Rui Jiang received his PhD in automatic control engineering from Tsinghua University in 2002. After working as a postdoctoral research associate in Hong Kong University of Science and Technology (2002-2004) and University of Southern California (2004-2007), he joined the Department of Automation in Tsinghua University in 2007 as an associate professor. Dr. Jiang works in the area of pattern recognition, statistics, machine learning, bioinformatics, and computational systems biology, focusing on developing statistical and machine learning approaches to solve biological problems. He is particular interested in the analysis of biological interaction networks and the identification of genetic risk factors underlying complex diseases from the systems biology point of view.

Tentative Title

Sequence-Based Prioritization of Nonsynonymous Single-Nucleotide Polymorphisms for the Study of Disease Mutations

Abstract

The increasing demand for the identification of genetic variation responsible for common diseases has translated into a need for sophisticated methods for effectively prioritizing mutations occurring in disease-associated genetic regions.
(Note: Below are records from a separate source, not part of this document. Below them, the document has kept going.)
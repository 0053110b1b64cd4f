use crate::screening::Detection;
use crate::signal::TimeSeries;
use anyhow::{Context, Result};
use csv::{ReaderBuilder, Writer, WriterBuilder};
use serde::{Deserialize, Serialize};
use std::fs::File;
use std::io::Write;
use std::path::{Path, PathBuf};

/// Load one numeric column of a subject CSV as a PPG recording.
pub fn read_ppg_csv(path: &Path, column: &str, fs: f64) -> Result<TimeSeries> {
    let mut reader = ReaderBuilder::new()
        .has_headers(true)
        .from_path(path)
        .with_context(|| format!("opening {}", path.display()))?;
    let headers = reader.headers().context("reading header")?.clone();
    let idx = headers
        .iter()
        .position(|h| h.trim().eq_ignore_ascii_case(column))
        .with_context(|| format!("missing signal column '{}' in {}", column, path.display()))?;

    let mut data = Vec::new();
    for (row, record) in reader.records().enumerate() {
        let record = record.with_context(|| format!("reading row {} of {}", row + 1, path.display()))?;
        let cell = record
            .get(idx)
            .with_context(|| format!("row {} has no '{}' value", row + 1, column))?
            .trim();
        let value: f64 = cell
            .parse()
            .with_context(|| format!("row {}: '{}' is not a number", row + 1, cell))?;
        data.push(value);
    }
    Ok(TimeSeries::new(fs, data))
}

/// `*.csv` files directly inside `dir`, sorted by file name.
pub fn list_subject_files(dir: &Path) -> Result<Vec<PathBuf>> {
    let mut files = Vec::new();
    for entry in std::fs::read_dir(dir).with_context(|| format!("listing {}", dir.display()))? {
        let path = entry?.path();
        let is_csv = path
            .extension()
            .and_then(|e| e.to_str())
            .map_or(false, |e| e.eq_ignore_ascii_case("csv"));
        if is_csv && path.is_file() {
            files.push(path);
        }
    }
    files.sort_by(|a, b| a.file_name().cmp(&b.file_name()));
    Ok(files)
}

/// One row of the result table.
#[derive(Debug, Clone, PartialEq, Serialize, Deserialize)]
pub struct DetectionRecord {
    pub file_name: String,
    /// Window start, in samples.
    pub detected_time_segment: usize,
    pub af_detected: bool,
    pub normalized_rmssd: bool,
    pub cv: bool,
    pub pnn50: bool,
}

impl From<&Detection> for DetectionRecord {
    fn from(d: &Detection) -> Self {
        Self {
            file_name: d.subject_id.clone(),
            detected_time_segment: d.segment_start,
            af_detected: d.af_detected,
            normalized_rmssd: d.flags.normalized_rmssd,
            cv: d.flags.cv,
            pnn50: d.flags.pnnx,
        }
    }
}

/// Result table sink. The header is written even when no subject is flagged.
pub struct DetectionWriter<W: Write> {
    inner: Writer<W>,
}

impl DetectionWriter<File> {
    pub fn create(path: &Path) -> Result<Self> {
        let file = File::create(path).with_context(|| format!("creating {}", path.display()))?;
        Self::new(file)
    }
}

impl<W: Write> DetectionWriter<W> {
    pub fn new(sink: W) -> Result<Self> {
        let mut inner = WriterBuilder::new().has_headers(false).from_writer(sink);
        inner.write_record([
            "file_name",
            "detected_time_segment",
            "af_detected",
            "normalized_rmssd",
            "cv",
            "pnn50",
        ])?;
        Ok(Self { inner })
    }

    pub fn write(&mut self, detection: &Detection) -> Result<()> {
        self.inner
            .serialize(DetectionRecord::from(detection))
            .context("writing detection row")?;
        Ok(())
    }

    pub fn finish(mut self) -> Result<W> {
        self.inner.flush()?;
        self.inner
            .into_inner()
            .map_err(|e| anyhow::anyhow!("flushing result table: {}", e.error()))
    }
}

/// Write every detection to a result table at `path`.
pub fn write_detections<'a>(
    path: &Path,
    detections: impl IntoIterator<Item = &'a Detection>,
) -> Result<usize> {
    let mut writer = DetectionWriter::create(path)?;
    let mut rows = 0;
    for d in detections {
        writer.write(d)?;
        rows += 1;
    }
    writer.finish()?;
    Ok(rows)
}

/// Read a result table back.
pub fn read_detections(path: &Path) -> Result<Vec<DetectionRecord>> {
    let mut reader = ReaderBuilder::new()
        .has_headers(true)
        .from_path(path)
        .with_context(|| format!("opening {}", path.display()))?;
    let mut rows = Vec::new();
    for record in reader.deserialize() {
        let row: DetectionRecord = record.context("reading detection row")?;
        rows.push(row);
    }
    Ok(rows)
}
In this article, we prioritize candidate nonsynonymous single-nucleotide polymorphisms (nsSNPs) through a bioinformatics approach that takes advantages of a set of improved numeric features derived from protein-sequence information and a new statistical learning model called ¡°multiple selection rule voting¡± (MSRV). The sequence-based features can maximize the scope of applications of our approach, and the MSRV model can capture subtle characteristics of individual mutations. Systematic validation of the approach demonstrates that this approach is capable of prioritizing causal mutations for both simple monogenic diseases and complex polygenic diseases. Further studies of familial Alzheimer diseases and diabetes show that the approach can enrich mutations underlying these polygenic diseases among the top of candidate mutations. Application of this approach to unclassified mutations suggests that there are 10 suspicious mutations likely to cause diseases, and there is strong support for this in the literature.